■ EXERCISE DETAILS: Quote exactly, and only, the lines of the material below from the line with "let r = ast.mk_range_of(c, None, Loc::DUMMY);" through the line with "let m = module_with(&mut ast, vec![x, assign]);".

■ EXERCISE INPUTS:

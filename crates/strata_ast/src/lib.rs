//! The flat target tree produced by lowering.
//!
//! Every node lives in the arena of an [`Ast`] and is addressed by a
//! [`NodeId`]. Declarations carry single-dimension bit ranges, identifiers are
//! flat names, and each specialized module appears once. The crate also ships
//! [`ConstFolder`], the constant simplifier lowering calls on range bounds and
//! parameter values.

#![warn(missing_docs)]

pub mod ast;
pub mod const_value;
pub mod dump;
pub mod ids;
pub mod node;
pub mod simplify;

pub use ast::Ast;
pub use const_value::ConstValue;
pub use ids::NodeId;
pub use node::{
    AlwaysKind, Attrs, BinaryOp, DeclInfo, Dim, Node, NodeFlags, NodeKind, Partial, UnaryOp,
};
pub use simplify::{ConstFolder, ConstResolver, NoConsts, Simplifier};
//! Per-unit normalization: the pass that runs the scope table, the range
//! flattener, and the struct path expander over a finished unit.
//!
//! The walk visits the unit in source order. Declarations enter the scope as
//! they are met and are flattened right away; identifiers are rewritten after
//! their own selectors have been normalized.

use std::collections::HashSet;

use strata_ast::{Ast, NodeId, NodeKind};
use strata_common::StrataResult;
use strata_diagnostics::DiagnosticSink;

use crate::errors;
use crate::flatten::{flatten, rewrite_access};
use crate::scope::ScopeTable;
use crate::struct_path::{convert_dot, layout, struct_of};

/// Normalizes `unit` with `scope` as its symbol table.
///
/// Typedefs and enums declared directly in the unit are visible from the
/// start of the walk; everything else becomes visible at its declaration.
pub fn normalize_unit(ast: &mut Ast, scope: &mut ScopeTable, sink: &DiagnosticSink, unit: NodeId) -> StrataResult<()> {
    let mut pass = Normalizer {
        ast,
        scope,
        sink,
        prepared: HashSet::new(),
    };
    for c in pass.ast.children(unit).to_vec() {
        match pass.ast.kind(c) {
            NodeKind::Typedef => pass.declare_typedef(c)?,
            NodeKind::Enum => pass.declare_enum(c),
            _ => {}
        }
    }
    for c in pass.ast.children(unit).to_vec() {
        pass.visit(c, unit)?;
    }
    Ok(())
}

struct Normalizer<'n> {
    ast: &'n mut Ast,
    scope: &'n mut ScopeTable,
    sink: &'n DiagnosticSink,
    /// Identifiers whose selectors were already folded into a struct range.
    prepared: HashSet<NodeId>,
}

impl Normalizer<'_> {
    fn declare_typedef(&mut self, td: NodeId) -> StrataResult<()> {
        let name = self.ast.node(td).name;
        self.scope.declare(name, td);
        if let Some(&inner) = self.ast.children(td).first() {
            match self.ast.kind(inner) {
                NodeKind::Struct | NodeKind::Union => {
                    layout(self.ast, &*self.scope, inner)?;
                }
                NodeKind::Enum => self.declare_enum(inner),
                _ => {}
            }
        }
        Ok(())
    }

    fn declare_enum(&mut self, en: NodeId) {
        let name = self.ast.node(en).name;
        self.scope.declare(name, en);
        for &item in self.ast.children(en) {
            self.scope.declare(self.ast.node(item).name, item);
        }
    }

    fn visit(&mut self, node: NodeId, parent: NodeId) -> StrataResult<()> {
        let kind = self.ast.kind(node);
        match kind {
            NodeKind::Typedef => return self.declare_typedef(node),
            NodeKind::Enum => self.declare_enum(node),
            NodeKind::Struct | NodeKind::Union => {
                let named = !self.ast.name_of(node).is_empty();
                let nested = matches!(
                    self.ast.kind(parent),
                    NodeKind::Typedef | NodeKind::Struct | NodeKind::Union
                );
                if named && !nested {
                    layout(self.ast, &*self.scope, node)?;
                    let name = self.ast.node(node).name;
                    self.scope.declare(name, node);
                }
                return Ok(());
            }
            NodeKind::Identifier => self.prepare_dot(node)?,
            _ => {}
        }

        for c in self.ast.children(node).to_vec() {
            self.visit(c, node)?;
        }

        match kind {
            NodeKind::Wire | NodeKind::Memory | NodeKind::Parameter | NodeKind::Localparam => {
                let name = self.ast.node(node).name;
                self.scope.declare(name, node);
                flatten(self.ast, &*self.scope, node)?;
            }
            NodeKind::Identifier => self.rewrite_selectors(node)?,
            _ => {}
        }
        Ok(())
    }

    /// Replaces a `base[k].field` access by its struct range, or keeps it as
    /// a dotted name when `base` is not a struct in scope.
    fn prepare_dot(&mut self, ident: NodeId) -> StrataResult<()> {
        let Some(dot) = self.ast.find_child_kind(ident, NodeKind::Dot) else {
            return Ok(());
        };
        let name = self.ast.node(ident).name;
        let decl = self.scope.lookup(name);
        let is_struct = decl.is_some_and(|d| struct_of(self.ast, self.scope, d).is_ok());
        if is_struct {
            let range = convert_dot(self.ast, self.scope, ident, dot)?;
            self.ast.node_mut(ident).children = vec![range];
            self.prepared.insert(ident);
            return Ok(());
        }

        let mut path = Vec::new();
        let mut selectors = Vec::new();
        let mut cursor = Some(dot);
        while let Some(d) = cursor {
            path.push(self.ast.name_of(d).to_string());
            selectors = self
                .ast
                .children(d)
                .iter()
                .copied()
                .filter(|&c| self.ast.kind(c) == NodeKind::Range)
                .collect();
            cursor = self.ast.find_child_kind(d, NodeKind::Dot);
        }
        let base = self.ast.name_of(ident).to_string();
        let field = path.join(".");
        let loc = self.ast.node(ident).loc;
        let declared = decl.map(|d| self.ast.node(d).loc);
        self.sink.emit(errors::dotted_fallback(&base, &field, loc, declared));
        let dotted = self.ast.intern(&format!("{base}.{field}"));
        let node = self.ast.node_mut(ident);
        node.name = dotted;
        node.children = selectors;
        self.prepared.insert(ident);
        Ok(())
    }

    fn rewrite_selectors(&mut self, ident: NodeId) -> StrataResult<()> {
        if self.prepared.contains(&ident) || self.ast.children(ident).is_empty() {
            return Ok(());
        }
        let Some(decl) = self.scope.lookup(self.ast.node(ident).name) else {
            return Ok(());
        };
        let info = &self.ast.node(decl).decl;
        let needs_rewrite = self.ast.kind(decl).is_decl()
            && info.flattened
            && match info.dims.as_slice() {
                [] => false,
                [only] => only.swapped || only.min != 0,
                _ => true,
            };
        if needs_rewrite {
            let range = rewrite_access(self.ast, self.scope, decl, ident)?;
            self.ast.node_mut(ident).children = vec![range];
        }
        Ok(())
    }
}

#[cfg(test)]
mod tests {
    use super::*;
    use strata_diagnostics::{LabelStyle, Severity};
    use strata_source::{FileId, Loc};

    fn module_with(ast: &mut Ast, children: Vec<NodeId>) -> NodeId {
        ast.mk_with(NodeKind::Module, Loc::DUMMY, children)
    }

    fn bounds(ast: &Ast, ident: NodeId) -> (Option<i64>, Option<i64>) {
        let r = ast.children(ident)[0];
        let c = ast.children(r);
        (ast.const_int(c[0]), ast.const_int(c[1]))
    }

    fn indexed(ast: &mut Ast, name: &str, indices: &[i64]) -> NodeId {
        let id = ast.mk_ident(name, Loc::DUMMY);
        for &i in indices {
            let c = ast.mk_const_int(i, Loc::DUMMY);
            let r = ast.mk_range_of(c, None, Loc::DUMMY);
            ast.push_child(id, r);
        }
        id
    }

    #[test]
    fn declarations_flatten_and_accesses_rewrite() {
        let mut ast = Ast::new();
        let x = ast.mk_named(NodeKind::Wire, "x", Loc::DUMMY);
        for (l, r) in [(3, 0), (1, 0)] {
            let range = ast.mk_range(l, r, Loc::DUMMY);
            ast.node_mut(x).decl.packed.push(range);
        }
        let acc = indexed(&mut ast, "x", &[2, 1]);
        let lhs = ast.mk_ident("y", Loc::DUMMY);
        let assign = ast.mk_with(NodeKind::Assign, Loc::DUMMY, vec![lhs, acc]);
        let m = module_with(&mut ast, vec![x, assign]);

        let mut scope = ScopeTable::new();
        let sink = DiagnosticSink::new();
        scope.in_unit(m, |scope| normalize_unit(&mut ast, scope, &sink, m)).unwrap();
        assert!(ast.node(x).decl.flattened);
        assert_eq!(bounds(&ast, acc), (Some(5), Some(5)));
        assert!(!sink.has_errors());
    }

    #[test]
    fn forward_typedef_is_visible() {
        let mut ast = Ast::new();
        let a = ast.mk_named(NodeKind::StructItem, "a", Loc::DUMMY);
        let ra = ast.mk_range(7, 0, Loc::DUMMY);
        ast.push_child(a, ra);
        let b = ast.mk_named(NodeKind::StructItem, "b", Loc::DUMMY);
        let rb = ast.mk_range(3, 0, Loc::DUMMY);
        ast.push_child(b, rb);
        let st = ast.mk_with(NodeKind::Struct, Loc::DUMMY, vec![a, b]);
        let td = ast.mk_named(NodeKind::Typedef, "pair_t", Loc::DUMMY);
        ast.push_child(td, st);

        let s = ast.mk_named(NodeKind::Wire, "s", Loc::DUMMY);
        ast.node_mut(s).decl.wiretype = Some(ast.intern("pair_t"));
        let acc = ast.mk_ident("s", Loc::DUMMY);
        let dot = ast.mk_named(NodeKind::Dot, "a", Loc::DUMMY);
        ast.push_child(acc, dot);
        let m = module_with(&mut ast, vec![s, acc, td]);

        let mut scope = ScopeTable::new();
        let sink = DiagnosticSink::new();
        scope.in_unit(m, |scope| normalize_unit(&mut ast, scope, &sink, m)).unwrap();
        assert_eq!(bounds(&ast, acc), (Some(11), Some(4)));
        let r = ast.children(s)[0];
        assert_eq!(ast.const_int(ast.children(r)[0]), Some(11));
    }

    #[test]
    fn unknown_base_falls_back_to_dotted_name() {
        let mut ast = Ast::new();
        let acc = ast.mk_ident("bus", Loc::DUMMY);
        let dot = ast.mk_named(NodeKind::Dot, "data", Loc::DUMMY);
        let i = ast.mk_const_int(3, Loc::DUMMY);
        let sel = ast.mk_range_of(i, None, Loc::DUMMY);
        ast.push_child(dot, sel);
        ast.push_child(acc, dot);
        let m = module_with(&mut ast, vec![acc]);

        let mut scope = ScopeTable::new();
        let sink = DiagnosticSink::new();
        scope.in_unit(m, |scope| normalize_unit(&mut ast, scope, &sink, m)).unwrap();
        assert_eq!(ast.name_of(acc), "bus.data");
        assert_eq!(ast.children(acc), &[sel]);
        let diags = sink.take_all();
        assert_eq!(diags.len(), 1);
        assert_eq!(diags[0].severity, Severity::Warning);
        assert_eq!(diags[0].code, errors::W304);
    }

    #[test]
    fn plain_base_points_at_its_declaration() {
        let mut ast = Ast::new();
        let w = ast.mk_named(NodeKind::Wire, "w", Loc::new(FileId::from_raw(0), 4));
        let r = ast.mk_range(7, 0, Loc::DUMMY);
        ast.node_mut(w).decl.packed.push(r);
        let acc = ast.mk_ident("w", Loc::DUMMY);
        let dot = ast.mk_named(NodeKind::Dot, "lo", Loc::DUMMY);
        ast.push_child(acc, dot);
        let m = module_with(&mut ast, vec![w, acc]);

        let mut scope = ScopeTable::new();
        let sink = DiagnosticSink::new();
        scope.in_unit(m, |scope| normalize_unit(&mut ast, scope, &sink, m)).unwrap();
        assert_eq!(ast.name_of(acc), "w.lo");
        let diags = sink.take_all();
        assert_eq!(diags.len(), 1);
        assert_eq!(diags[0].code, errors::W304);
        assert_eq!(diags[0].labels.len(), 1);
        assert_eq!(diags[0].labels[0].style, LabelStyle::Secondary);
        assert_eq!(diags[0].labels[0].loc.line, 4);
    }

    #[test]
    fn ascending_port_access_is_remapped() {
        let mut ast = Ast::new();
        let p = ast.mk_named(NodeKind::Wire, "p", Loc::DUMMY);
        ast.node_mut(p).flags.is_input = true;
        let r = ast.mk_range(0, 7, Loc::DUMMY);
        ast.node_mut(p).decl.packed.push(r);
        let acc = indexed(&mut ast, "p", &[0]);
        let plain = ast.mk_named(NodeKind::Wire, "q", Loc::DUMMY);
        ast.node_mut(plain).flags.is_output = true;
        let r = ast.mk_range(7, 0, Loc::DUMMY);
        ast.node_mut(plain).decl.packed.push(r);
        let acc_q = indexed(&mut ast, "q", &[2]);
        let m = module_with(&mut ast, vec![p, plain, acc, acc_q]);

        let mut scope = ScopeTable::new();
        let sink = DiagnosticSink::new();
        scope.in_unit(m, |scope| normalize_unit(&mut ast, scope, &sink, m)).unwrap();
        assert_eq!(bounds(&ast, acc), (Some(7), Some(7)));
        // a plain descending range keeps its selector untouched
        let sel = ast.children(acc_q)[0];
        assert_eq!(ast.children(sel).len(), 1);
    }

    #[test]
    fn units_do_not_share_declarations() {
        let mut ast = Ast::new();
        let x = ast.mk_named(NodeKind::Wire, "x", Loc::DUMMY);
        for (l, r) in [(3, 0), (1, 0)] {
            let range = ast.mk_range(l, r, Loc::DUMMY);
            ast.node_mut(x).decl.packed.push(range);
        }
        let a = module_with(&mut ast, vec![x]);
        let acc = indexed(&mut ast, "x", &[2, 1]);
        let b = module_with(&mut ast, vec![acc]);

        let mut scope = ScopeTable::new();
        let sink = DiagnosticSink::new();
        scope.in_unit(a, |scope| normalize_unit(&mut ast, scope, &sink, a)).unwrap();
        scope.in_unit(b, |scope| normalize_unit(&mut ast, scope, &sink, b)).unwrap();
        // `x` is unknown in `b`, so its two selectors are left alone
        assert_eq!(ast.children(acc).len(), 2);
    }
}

■ TASK RESULT:
            let r = ast.mk_range_of(c, None, Loc::DUMMY);
            ast.push_child(id, r);
        }
        id
    }

    #[test]
    fn declarations_flatten_and_accesses_rewrite() {
        let mut ast = Ast::new();
        let x = ast.mk_named(NodeKind::Wire, "x", Loc::DUMMY);
        for (l, r) in [(3, 0), (1, 0)] {
            let range = ast.mk_range(l, r, Loc::DUMMY);
            ast.node_mut(x).decl.packed.push(range);
        }
        let acc = indexed(&mut ast, "x", &[2, 1]);
        let lhs = ast.mk_ident("y", Loc::DUMMY);
        let assign = ast.mk_with(NodeKind::Assign, Loc::DUMMY, vec![lhs, acc]);
        let m = module_with(&mut ast, vec![x, assign]);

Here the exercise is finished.